Drum Roll, Please. And the Top Ranked Virginia Colleges Are…

Oh, my, U.S. News & World-Report has just published its Best College rankings for 2018. Poring through college rankings is like slowing down on the  Interstate to check out a car wreck — you know you shouldn’t do it, and you know it’s a waste of time, but you do it anyway. So, for your viewing pleasure, here are the rankings for Virginia’s public universities:

Corrections: Mary Washington University should read “University of Mary Washington.” The tuition at Hollins University is $39,035.

What stands out to me is the marked contrast in tuition levels at public and private institutions. The sticker price for public institutions is significantly lower that for the privates. On average Virginia’s public universities charge $13,575 in tuition and fees. On average the privates charge $33,650. (These expenses do not include room, board, textbooks or other expenses.)

Of course, there is a world of difference between the list price and the “net” price after institutionally provided financial aid.
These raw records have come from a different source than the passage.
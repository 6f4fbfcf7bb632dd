//! Textual lister: the pretty-printer external collaborator from spec
//! §6, invoked once per decoded record.

use std::io::{self, Write};

use asterix::frame::Frame;
use asterix::output::{ItemValue, Record};

use crate::cli::AltitudeSelection;

/// Items carrying a geometric altitude, dropped when `--altitude
/// barometric` is requested.
const GEOMETRIC_ALTITUDE_ITEMS: &[&str] = &["i021_110", "i062_130"];
/// Items carrying a barometric (flight level) altitude, dropped when
/// `--altitude geometric` is requested.
const BAROMETRIC_ALTITUDE_ITEMS: &[&str] = &["i021_145", "i048_090", "i062_135"];

pub(crate) fn altitude_item_allowed(name: &str, selection: AltitudeSelection) -> bool {
    match selection {
        AltitudeSelection::Both => true,
        AltitudeSelection::Geometric => !BAROMETRIC_ALTITUDE_ITEMS.contains(&name),
        AltitudeSelection::Barometric => !GEOMETRIC_ALTITUDE_ITEMS.contains(&name),
    }
}

pub fn list_record<W: Write>(
    out: &mut W,
    frame: &Frame,
    frame_index: u64,
    record: &Record,
    altitude: AltitudeSelection,
) -> io::Result<()> {
    write!(out, "cat{:03} frame={frame_index}", record.category)?;
    if let Some(t) = frame.frame_time_s {
        write!(out, " t={t:.3}")?;
    }
    if let Some(line) = frame.line {
        write!(out, " line={line}")?;
    }
    writeln!(out)?;
    for (name, value) in &record.items {
        if !altitude_item_allowed(name, altitude) {
            continue;
        }
        write!(out, "  {name:<16} = ")?;
        write_value(out, value)?;
        writeln!(out)?;
    }
    Ok(())
}

fn write_value<W: Write>(out: &mut W, value: &ItemValue) -> io::Result<()> {
    match value {
        ItemValue::I64(v) => write!(out, "{v}"),
        ItemValue::F64(v) => write!(out, "{v}"),
        ItemValue::U64(v) => write!(out, "{v}"),
        ItemValue::Bool(v) => write!(out, "{v}"),
        ItemValue::Str(v) => write!(out, "{v:?}"),
        ItemValue::Bytes(v) => write!(out, "{}", hex::encode(v)),
        ItemValue::List(items) => {
            write!(out, "[")?;
            for (i, item) in items.iter().enumerate() {
                if i > 0 {
                    write!(out, ", ")?;
                }
                write_value(out, item)?;
            }
            write!(out, "]")
        }
        ItemValue::Map(fields) => {
            write!(out, "{{")?;
            for (i, (name, v)) in fields.iter().enumerate() {
                if i > 0 {
                    write!(out, ", ")?;
                }
                write!(out, "{name}: ")?;
                write_value(out, v)?;
            }
            write!(out, "}}")
        }
    }
}
//! Decoded output: the value produced by a single data item, and the
//! per-category records assembled from them (spec §3 "Output record
//! kinds").

use serde::Serialize;

pub mod adsb021;
pub mod mlat020;
pub mod sensor031;
pub mod service034;
pub mod station023;
pub mod target048;
pub mod track062;
pub mod version247;

/// The generic value a single data item decodes to, before a category
/// decoder folds it into a typed output record. Kept deliberately small:
/// item decoders never need more shapes than this to describe ASTERIX
/// fields (scalars, short strings, sub-bitmaps and repetition groups).
#[derive(Debug, Clone, Serialize)]
#[serde(untagged)]
pub enum ItemValue {
    I64(i64),
    F64(f64),
    U64(u64),
    Bool(bool),
    Str(String),
    Bytes(Vec<u8>),
    List(Vec<ItemValue>),
    Map(Vec<(&'static str, ItemValue)>),
}

impl ItemValue {
    pub fn as_i64(&self) -> Option<i64> {
        match self {
            ItemValue::I64(v) => Some(*v),
            ItemValue::U64(v) => i64::try_from(*v).ok(),
            _ => None,
        }
    }

    pub fn as_f64(&self) -> Option<f64> {
        match self {
            ItemValue::F64(v) => Some(*v),
            ItemValue::I64(v) => Some(*v as f64),
            ItemValue::U64(v) => Some(*v as f64),
            _ => None,
        }
    }

    pub fn as_u64(&self) -> Option<u64> {
        match self {
            ItemValue::U64(v) => Some(*v),
            ItemValue::I64(v) => u64::try_from(*v).ok(),
            _ => None,
        }
    }

    pub fn as_bool(&self) -> Option<bool> {
        match self {
            ItemValue::Bool(v) => Some(*v),
            _ => None,
        }
    }

    pub fn as_str(&self) -> Option<&str> {
        match self {
            ItemValue::Str(v) => Some(v.as_str()),
            _ => None,
        }
    }

    pub fn as_map(&self) -> Option<&[(&'static str, ItemValue)]> {
        match self {
            ItemValue::Map(v) => Some(v.as_slice()),
            _ => None,
        }
    }

    pub fn as_list(&self) -> Option<&[ItemValue]> {
        match self {
            ItemValue::List(v) => Some(v.as_slice()),
            _ => None,
        }
    }

    pub fn field(&self, name: &str) -> Option<&ItemValue> {
        self.as_map()?.iter().find(|(n, _)| *n == name).map(|(_, v)| v)
    }
}

/// A fully decoded ASTERIX record, tagged by the category it came from.
/// Every record also carries the raw `(item_name, value)` pairs it was
/// built from, so a generic lister or JSON sink can render a category it
/// has no typed struct for (e.g. a category enabled only through the
/// registry, spec §4.6).
#[derive(Debug, Clone, Serialize)]
pub struct Record {
    pub category: u8,
    pub items: Vec<(&'static str, ItemValue)>,
    #[serde(flatten)]
    pub kind: RecordKind,
}

impl Record {
    pub fn item(&self, name: &str) -> Option<&ItemValue> {
        self.items.iter().find(|(n, _)| *n == name).map(|(_, v)| v)
    }
}

/// The strongly typed view of a record, when its category has a
/// registered output builder (spec §4.7). Categories accepted only
/// generically fall back to `Generic`.
#[derive(Debug, Clone, Serialize)]
#[serde(tag = "kind", rename_all = "snake_case")]
pub enum RecordKind {
    Target048(target048::Target048),
    Service034(service034::Service034),
    Track062(track062::Track062),
    Station023(station023::Station023),
    Version247(version247::Version247),
    Sensor031(sensor031::Sensor031),
    Adsb021(adsb021::Adsb021),
    Mlat020(mlat020::Mlat020),
    Generic,
}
Wealthy private schools with big endowments such as Washington & Lee University and the University of Richmond can afford to knock their prices way down for select groups of students, but others are hard pressed to compete.
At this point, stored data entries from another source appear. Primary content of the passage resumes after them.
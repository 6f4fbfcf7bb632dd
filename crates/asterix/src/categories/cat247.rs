//! CAT247 "Version Number" output record, grounded on `astx_247.cpp`
//! (`M_MAX_FRN=7`, `M_MAX_FSPEC_LENGTH=1`): data source id (010),
//! service identification (015), time of day (140), version number
//! report (550, repetitive), SPF, REF.

use crate::context::DecodingContext;
use crate::descriptor::DataItemDescriptor;
use crate::error::ItemError;
use crate::output::version247::Version247;
use crate::output::ItemValue;
use crate::primitives::make_ui24;
use crate::time::tod_to_seconds;
use crate::uap::{Uap, UapSlot};

fn item_010(bytes: &[u8], _ctx: &mut DecodingContext<'_>) -> Result<ItemValue, ItemError> {
    Ok(ItemValue::Map(vec![
        ("sac", ItemValue::U64(bytes[0] as u64)),
        ("sic", ItemValue::U64(bytes[1] as u64)),
    ]))
}

fn item_015(bytes: &[u8], _ctx: &mut DecodingContext<'_>) -> Result<ItemValue, ItemError> {
    Ok(ItemValue::U64(bytes[0] as u64))
}

fn item_140(bytes: &[u8], ctx: &mut DecodingContext<'_>) -> Result<ItemValue, ItemError> {
    let wire = make_ui24(bytes);
    let seconds = tod_to_seconds(wire);
    ctx.frame.observe_time_of_day(seconds);
    Ok(ItemValue::F64(seconds))
}

/// Version number report: `REP` triples of `(category, major, minor)`,
/// one octet each (`astx_247.cpp`'s `proc_i247_550`: `rep = buffer[0]`,
/// asserting `length == 1 + 3 * rep`, which this crate's `Repetitive`
/// wrapper already guarantees).
fn item_550(bytes: &[u8], _ctx: &mut DecodingContext<'_>) -> Result<ItemValue, ItemError> {
    let reports: Vec<ItemValue> = bytes
        .chunks_exact(3)
        .map(|triple| {
            ItemValue::Map(vec![
                ("category", ItemValue::U64(triple[0] as u64)),
                ("major", ItemValue::U64(triple[1] as u64)),
                ("minor", ItemValue::U64(triple[2] as u64)),
            ])
        })
        .collect();
    Ok(ItemValue::List(reports))
}

pub static UAP: Uap = Uap {
    category: 247,
    fspec_max: 1,
    slots: &[
        UapSlot::Item(DataItemDescriptor::Fixed { name: "i247_010", size: 2, decode: item_010 }),
        UapSlot::Item(DataItemDescriptor::Fixed { name: "i247_015", size: 1, decode: item_015 }),
        UapSlot::Item(DataItemDescriptor::Fixed { name: "i247_140", size: 3, decode: item_140 }),
        UapSlot::Item(DataItemDescriptor::Repetitive { name: "i247_550", record_size: 3, decode: item_550 }),
        UapSlot::None,
        UapSlot::Spf,
        UapSlot::Ref,
    ],
};

pub fn assemble(items: &[(&'static str, ItemValue)]) -> Version247 {
    let mut out = Version247::default();
    for (name, value) in items {
        match *name {
            "i247_010" => {
                out.sac = value.field("sac").and_then(ItemValue::as_i64).map(|v| v as u8);
                out.sic = value.field("sic").and_then(ItemValue::as_i64).map(|v| v as u8);
            }
            "i247_015" => out.service_identification = value.as_u64().map(|v| v as u8),
            "i247_140" => out.time_of_day_s = value.as_f64(),
            "i247_550" => {
                out.version_reports = value
                    .as_list()
                    .unwrap_or(&[])
                    .iter()
                    .filter_map(|v| {
                        Some((
                            v.field("category")?.as_u64()? as u8,
                            v.field("major")?.as_u64()? as u8,
                            v.field("minor")?.as_u64()? as u8,
                        ))
                    })
                    .collect();
            }
            _ => {}
        }
    }
    out
}

#[cfg(test)]
mod tests {
    use super::*;
    use crate::config::EditionConfig;
    use crate::context::FrameState;
    use crate::record::decode_record;

    #[test]
    fn decodes_version_number_reports() {
        // FSPEC: FRN1 (010) + FRN4 (550), no extension.
        let fspec = 0b1001_0000u8;
        let mut bytes = vec![fspec];
        bytes.extend_from_slice(&[0x01, 0x02]); // sac/sic
        bytes.push(2); // REP = 2
        bytes.extend_from_slice(&[48, 1, 23]); // cat048 v1.23
        bytes.extend_from_slice(&[62, 1, 18]); // cat062 v1.18

        let editions = EditionConfig::latest();
        let mut frame = FrameState::default();
        let mut ctx = DecodingContext::new(&editions, &mut frame);
        let record = decode_record(&bytes, &UAP, &mut ctx).unwrap();
        match record.kind {
            crate::output::RecordKind::Version247(v) => {
                assert_eq!(v.version_reports, vec![(48, 1, 23), (62, 1, 18)]);
            }
            other => panic!("expected Version247, got {other:?}"),
        }
    }
}
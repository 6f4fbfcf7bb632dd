//! Per-category active-edition selection, chosen once by the caller
//! before any decoding happens (spec §3 "Global state", §4.6
//! registration).

use std::collections::HashMap;

use crate::error::ConfigError;

/// Categories this crate implements a decoder for, and the highest
/// edition ordinal each one supports. Ordinal 0 means "only one edition
/// is implemented"; categories with documented edition-dependent bit
/// layouts (023, 062) support ordinal 1 as well.
pub fn max_edition(category: u8) -> Option<u8> {
    match category {
        10 => Some(0),
        11 => Some(0),
        20 => Some(0),
        21 => Some(0),
        23 => Some(1), // edition 1 (ordinal 0) and edition 4 (ordinal 1)
        31 => Some(0),
        34 => Some(0),
        48 => Some(0),
        62 => Some(1), // 12-bit vs. 16-bit track-number width
        247 => Some(0),
        _ => None,
    }
}

/// Per-category edition ordinal selected once at startup. Read-only for
/// the rest of the run (spec: "UAP and descriptor tables are
/// initialised once for the run").
#[derive(Debug, Clone)]
pub struct EditionConfig {
    editions: HashMap<u8, u8>,
}

impl EditionConfig {
    /// Build a configuration where every implemented category defaults
    /// to its latest edition.
    pub fn latest() -> Self {
        EditionConfig {
            editions: HashMap::new(),
        }
    }

    /// Override one category's active edition ordinal.
    pub fn set_edition(&mut self, category: u8, ordinal: u8) -> Result<(), ConfigError> {
        let max = max_edition(category).ok_or(ConfigError::UnknownCategory(category))?;
        if ordinal > max {
            return Err(ConfigError::UnsupportedEdition {
                category,
                edition: ordinal.to_string(),
            });
        }
        self.editions.insert(category, ordinal);
        Ok(())
    }

    /// The active edition ordinal for a category: explicit override if
    /// set, otherwise the latest implemented edition, otherwise 0.
    pub fn edition_of(&self, category: u8) -> u8 {
        self.editions
            .get(&category)
            .copied()
            .unwrap_or_else(|| max_edition(category).unwrap_or(0))
    }
}

impl Default for EditionConfig {
    fn default() -> Self {
        EditionConfig::latest()
    }
}

#[cfg(test)]
mod tests {
    use super::*;

    #[test]
    fn defaults_to_latest_edition() {
        let cfg = EditionConfig::latest();
        assert_eq!(cfg.edition_of(23), 1);
        assert_eq!(cfg.edition_of(48), 0);
    }

    #[test]
    fn rejects_unknown_category() {
        let mut cfg = EditionConfig::latest();
        assert!(cfg.set_edition(99, 0).is_err());
    }

    #[test]
    fn rejects_edition_too_high() {
        let mut cfg = EditionConfig::latest();
        assert!(cfg.set_edition(48, 5).is_err());
    }
}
If your kid wants to go to a southern regional university, where would you prefer to send him or her — to Mary Washington (ranked 19, tuition $11,630) or Mary Baldwin (ranked 31, tuition $34,140)?

I’ve spilled much digital ink on this blog worrying about the public institutions pricing themselves out of the market. I still think there is abundant reason for concern. But my analysis heretofore has not given sufficient weight to the extraordinarily high cost of the private colleges. As families become ever more desperate to hold down the cost of attendance, more will change their preferences from private to public, in effect creating a safety valve for the publics.

The Commonwealth provides a small subsidy for Virginia students attending private Virginia colleges, but not enough to noticeably close the gap. The private schools can pitch their small class sizes and close teacher-student relations all they want, but they are selling to a shrinking market. I wonder how many of them have a long-term future.

Update: If college administrators aren’t going into panic mode, they should be. Glassdoor, the job search blog, reports on 15 major companies – including Google, Apple, Starbucks, Costco, Whole Foods, Hilton and Publix — that are relaxing their college-degree requirement for many higher-paying jobs. When big employers stop using college diplomas as a credential, they start looking for specific competencies, not degrees. And that spells disaster for colleges selling credentials.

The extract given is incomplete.